Dorchester Minerals LP v. Chesapeake Exploration LLC
OPINION AND ORDER denying Chesapeake's 175 motion to exclude the expert testimony of Sowards and Harper; and granting Chesapeake's 183 motion to strike Soward's 2/7/2017 report. Signed by Judge J. Leon Holmes on 2/24/2017. (ljb)
IN THE UNITED STATES DISTRICT COURT
EASTERN DISTRICT OF ARKANSAS
DORCHESTER MINERALS, LP
No. 4:12CV00461 JLH
CHESAPEAKE EXPLORATION, LLC
OPINION AND ORDER
Before the Court are two motions by Chesapeake Exploration, LLC. Chesapeake moves the
Court to strike an expert report produced by Dorchester Minerals, LP, pursuant to Federal Rule of
Civil Procedure 37. Chesapeake also moves to exclude both of Dorchester’s experts from trial
pursuant to Federal Rule of Evidence 702. Chesapeake’s motion to strike is granted, but its motion
to exclude is denied.
In the final scheduling order, this Court ordered that the parties disclose and issue expert
reports by December 12, 2016. Document #170. Nearly two months after the deadline for expert
reports had passed and only a month before trial was to commence, Dorchester sent Chesapeake a
report from its expert, Rodney Sowards. Chesapeake asks the Court to strike this report under Rule
37(c). It contends that the report, supported by a database that exceeds 4,000 pages, presents a new
methodology for calculating damages.
Dorchester disputes that the report presents a new
methodology and argues that allowing the report’s use at trial is harmless because the report merely
applies “basic arithmetic functions of addition, subtraction, multiplication, and division.”

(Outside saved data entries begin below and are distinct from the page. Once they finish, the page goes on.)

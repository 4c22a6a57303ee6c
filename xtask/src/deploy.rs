use anyhow::Result;
use colored::Colorize;
use std::path::PathBuf;
use std::time::Instant;

use crate::step::{self, OnFailure};

/// 32-bit Raspberry Pi OS.
pub const DEFAULT_TARGET: &str = "armv7-unknown-linux-gnueabihf";

/// Where the launcher lands on the device.
const REMOTE_PATH: &str = "~/pendeck/pendeck";

pub fn run(host: Option<&str>, target: &str, release: bool) -> Result<()> {
    let mode = if release { "release" } else { "debug" };

    println!();
    println!(
        "{}",
        format!("🔨 Building pendeck for {target} ({mode} mode)...")
            .cyan()
            .bold()
    );
    println!();

    let start = Instant::now();
    let mut args = vec![
        "build", "-p", "pendeck", "--features", "hardware", "--target", target,
    ];
    if release {
        args.push("--release");
    }
    step::run("Cross build", "cargo", &args, OnFailure::Abort)?;

    let binary = binary_path(target, mode);
    show_binary_size(&binary);

    let Some(host) = host else {
        println!("   {}", "No --host given; copy the binary yourself:".dimmed());
        println!("   {}", binary.display().to_string().dimmed());
        println!();
        return Ok(());
    };

    let destination = format!("{host}:{REMOTE_PATH}");
    let source = binary.display().to_string();
    step::run(
        &format!("Copying to {destination}"),
        "scp",
        &[source.as_str(), destination.as_str()],
        OnFailure::Abort,
    )?;

    step::finished("Deployed", start);
    println!(
        "   {}",
        format!("Run on the device: ssh {host} 'cd ~/pendeck && sudo ./pendeck'").dimmed()
    );
    println!();
    Ok(())
}

fn binary_path(target: &str, mode: &str) -> PathBuf {
    ["target", target, mode, "pendeck"].iter().collect()
}

fn show_binary_size(binary: &std::path::Path) {
    match std::fs::metadata(binary) {
        Ok(meta) => {
            let kib = meta.len() / 1024;
            println!("   {}", format!("Binary size: {kib} KiB").dimmed());
        }
        Err(_) => println!("{}", "   ⚠ Binary not found after build".yellow()),
    }
    println!();
}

Dorchester, however, does not attempt to offer a justification for its late submission.
Rule 37(c)(1) provides sanctions for a party that “fails to provide information or identify a
witness as required by Rule 26(a) or (e).” Under the Rule, “the party is not allowed to use that
information or witness to supply evidence on a motion, at a hearing, or at a trial, unless the failure
was substantially justified or is harmless.” The Eighth Circuit directs courts to consider the
following four factors when determining whether to exclude testimony from an expert not made
known in compliance with a final scheduling order: (1) the reason the party fails to name the
witness; (2) the importance of the testimony; (3) the amount of time the opposing party needs to
properly prepare for the testimony; and (4) whether a continuance would in some way be useful.

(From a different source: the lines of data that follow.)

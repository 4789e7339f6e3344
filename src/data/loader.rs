use std::path::{Path, PathBuf};

use thiserror::Error;

use super::model::{Dataset, Row, TypeColumn};

/// Columns that must be present after the leading index column.
pub const REQUIRED_COLUMNS: [&str; 6] = [
    "placename",
    "year",
    "type",
    "type_biased",
    "count_year",
    "count_total",
];

/// Default input file, resolved against the working directory.
pub const DEFAULT_DATA_FILE: &str = "location_counts_by_year.csv";

// ---------------------------------------------------------------------------
// Errors
// ---------------------------------------------------------------------------

#[derive(Debug, Error)]
pub enum LoadError {
    #[error("cannot read {path}: {source}")]
    Io {
        path: PathBuf,
        #[source]
        source: std::io::Error,
    },
    #[error("malformed CSV: {0}")]
    Csv(#[from] csv::Error),
    #[error("CSV missing '{0}' column")]
    MissingColumn(&'static str),
    #[error("CSV row {row}, column '{column}': '{value}' is not a valid value")]
    InvalidValue {
        row: usize,
        column: &'static str,
        value: String,
    },
}

// ---------------------------------------------------------------------------
// CSV loader
// ---------------------------------------------------------------------------

/// Load the counts table from `path`.
///
/// CSV layout: a header row, then records. The first column is a row index
/// written by the producing dataframe and is discarded whatever its name.
/// Remaining columns are looked up by header; extra columns are ignored.
pub fn load_csv(path: &Path, type_column: TypeColumn) -> Result<Dataset, LoadError> {
    let file = std::fs::File::open(path).map_err(|source| LoadError::Io {
        path: path.to_path_buf(),
        source,
    })?;
    read_csv(file, type_column)
}

/// Parse the counts table from any reader. See [`load_csv`].
pub fn read_csv<R: std::io::Read>(input: R, type_column: TypeColumn) -> Result<Dataset, LoadError> {
    let mut reader = csv::ReaderBuilder::new().flexible(false).from_reader(input);
    let headers: Vec<String> = reader
        .headers()?
        .iter()
        .map(|h| h.trim().to_string())
        .collect();

    let idx = ColumnIndex::locate(&headers)?;
    let mut rows = Vec::new();

    for (row_no, result) in reader.records().enumerate() {
        let record = result?;
        let field = |i: usize| record.get(i).unwrap_or("").trim();

        rows.push(Row {
            placename: field(idx.placename).to_string(),
            year: parse_int(field(idx.year), row_no, "year")?,
            kind: field(idx.kind).to_string(),
            kind_biased: field(idx.kind_biased).to_string(),
            count_year: parse_int(field(idx.count_year), row_no, "count_year")?,
            count_total: parse_int(field(idx.count_total), row_no, "count_total")?,
        });
    }

    Ok(Dataset::new(rows, type_column))
}

/// Header positions of the required columns.
struct ColumnIndex {
    placename: usize,
    year: usize,
    kind: usize,
    kind_biased: usize,
    count_year: usize,
    count_total: usize,
}

impl ColumnIndex {
    fn locate(headers: &[String]) -> Result<Self, LoadError> {
        // Position 0 is the index column.
        let find = |name: &'static str| {
            headers
                .iter()
                .skip(1)
                .position(|h| h == name)
                .map(|p| p + 1)
                .ok_or(LoadError::MissingColumn(name))
        };
        Ok(ColumnIndex {
            placename: find(REQUIRED_COLUMNS[0])?,
            year: find(REQUIRED_COLUMNS[1])?,
            kind: find(REQUIRED_COLUMNS[2])?,
            kind_biased: find(REQUIRED_COLUMNS[3])?,
            count_year: find(REQUIRED_COLUMNS[4])?,
            count_total: find(REQUIRED_COLUMNS[5])?,
        })
    }
}

fn parse_int<T: std::str::FromStr>(s: &str, row: usize, column: &'static str) -> Result<T, LoadError> {
    s.parse::<T>().map_err(|_| LoadError::InvalidValue {
        row,
        column,
        value: s.to_string(),
    })
}

#[cfg(test)]
mod tests {
    use std::io::Write;

    use super::*;

    const GOOD: &str = "\
,placename,year,type,type_biased,count_year,count_total
0,Sydney,2000,city,city,50,500
1,Sydney,2001,city,city,30,500
2,Perth,2000,city,state,20,200
";

    #[test]
    fn loads_rows_in_file_order() {
        let ds = read_csv(GOOD.as_bytes(), TypeColumn::Type).unwrap();
        assert_eq!(ds.len(), 3);
        assert_eq!(ds.rows[0].placename, "Sydney");
        assert_eq!(ds.rows[1].year, 2001);
        assert_eq!(ds.rows[2].kind_biased, "state");
        assert_eq!(ds.rows[2].count_total, 200);
    }

    #[test]
    fn first_column_is_discarded_even_when_named() {
        let csv = "placename,year,type,type_biased,count_year,count_total\nX,1,a,a,1,1\n";
        let err = read_csv(csv.as_bytes(), TypeColumn::Type).unwrap_err();
        assert!(matches!(err, LoadError::MissingColumn("placename")));
    }

    #[test]
    fn extra_and_reordered_columns_are_accepted() {
        let csv = "\
idx,count_total,note,placename,type_biased,type,year,count_year
7,10,hello,Hobart,city,city,1999,4
";
        let ds = read_csv(csv.as_bytes(), TypeColumn::TypeBiased).unwrap();
        assert_eq!(ds.rows[0].placename, "Hobart");
        assert_eq!(ds.rows[0].year, 1999);
        assert_eq!(ds.rows[0].count_year, 4);
        assert_eq!(ds.rows[0].count_total, 10);
        assert_eq!(ds.type_column, TypeColumn::TypeBiased);
    }

    #[test]
    fn missing_required_column_fails() {
        let csv = ",placename,year,type,count_year,count_total\n0,X,1,a,1,1\n";
        let err = read_csv(csv.as_bytes(), TypeColumn::Type).unwrap_err();
        assert!(matches!(err, LoadError::MissingColumn("type_biased")));
    }

    #[test]
    fn negative_count_is_invalid() {
        let csv = ",placename,year,type,type_biased,count_year,count_total\n0,X,1,a,a,-1,1\n";
        let err = read_csv(csv.as_bytes(), TypeColumn::Type).unwrap_err();
        match err {
            LoadError::InvalidValue { row, column, value } => {
                assert_eq!(row, 0);
                assert_eq!(column, "count_year");
                assert_eq!(value, "-1");
            }
            other => panic!("unexpected error: {other}"),
        }
    }

    #[test]
    fn ragged_record_is_malformed() {
        let csv = ",placename,year,type,type_biased,count_year,count_total\n0,X,1\n";
        let err = read_csv(csv.as_bytes(), TypeColumn::Type).unwrap_err();
        assert!(matches!(err, LoadError::Csv(_)));
    }

    #[test]
    fn missing_file_is_io_error() {
        let err = load_csv(Path::new("/definitely/not/here.csv"), TypeColumn::Type).unwrap_err();
        assert!(matches!(err, LoadError::Io { .. }));
    }

    #[test]
    fn loads_from_disk() {
        let mut file = tempfile::NamedTempFile::new().unwrap();
        file.write_all(GOOD.as_bytes()).unwrap();
        let ds = load_csv(file.path(), TypeColumn::Type).unwrap();
        assert_eq!(ds.len(), 3);
    }
}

Amplatz v. Country Mut. Ins. Co., 823 F.3d 1167, 1172 (8th Cir. 2016) (noting that same factors are
applied to untimely supplemental expert reports). Dorchester has provided the court with no reason
for its failure to timely disclose the report. It has argued that the newness of the report is attributable
to “basic arithmetic” on which expert testimony would not be required. It is unclear how much time
Chesapeake would need in order to prepare for the testimony, but the report is supported by more
than 4,000 pages of data and calculations. Even if the new information is simply the application of
basic arithmetic, the sheer volume of the numbers would require significant time and attention to
digest. And if the new information is simply basic arithmetic, why wasn’t it done before the expert
report deadline of December 12? Why did it take two months after the deadline to perform and
submit this basic arithmetic? Finally, this case was commenced in the summer of 2012. It is an old
case, and the Court has already granted motions to continue the trial. On September 6, 2016, this
Court granted a continuance but informed both parties in that order that no further continuances
would be granted. Document #167. Phase Two of this case will be tried on March 6, 2017. Expert
reports were exchanged in December and rebuttal reports were exchanged in January. All experts
have been deposed. The deadline for completing discovery has passed. We are now only six
business days from trial. The admission of this report so late in a case that has been going on for
so long would be unfair to Chesapeake. Chesapeake’s motion to strike Sowards’s February 7, 2017
report is granted.
Chesapeake also moves to exclude the testimony of Dorchester experts Sowards and Rick
Harper. Chesapeake argues that these experts base their opinion “on false assumptions that render
it unreliable under the standards set forth by Daubert and Rule 702.” Document #176 at 1. The
Court will take this motion under advisement pending trial and whether the testimony meets the
requirements of Rule 702 and Daubert if necessary when making findings of fact and conclusions
of law. Chesapeake’s motion to exclude the expert testimony of Sowards and Harper is denied.
For the foregoing reasons, Chesapeake’s motion to strike Sowards’s February 7, 2017 report
is GRANTED, but its motion to exclude the expert testimony of Sowards and Harper is DENIED.
Documents #175 and #183.
IT IS SO ORDERED this 24th day of February, 2017.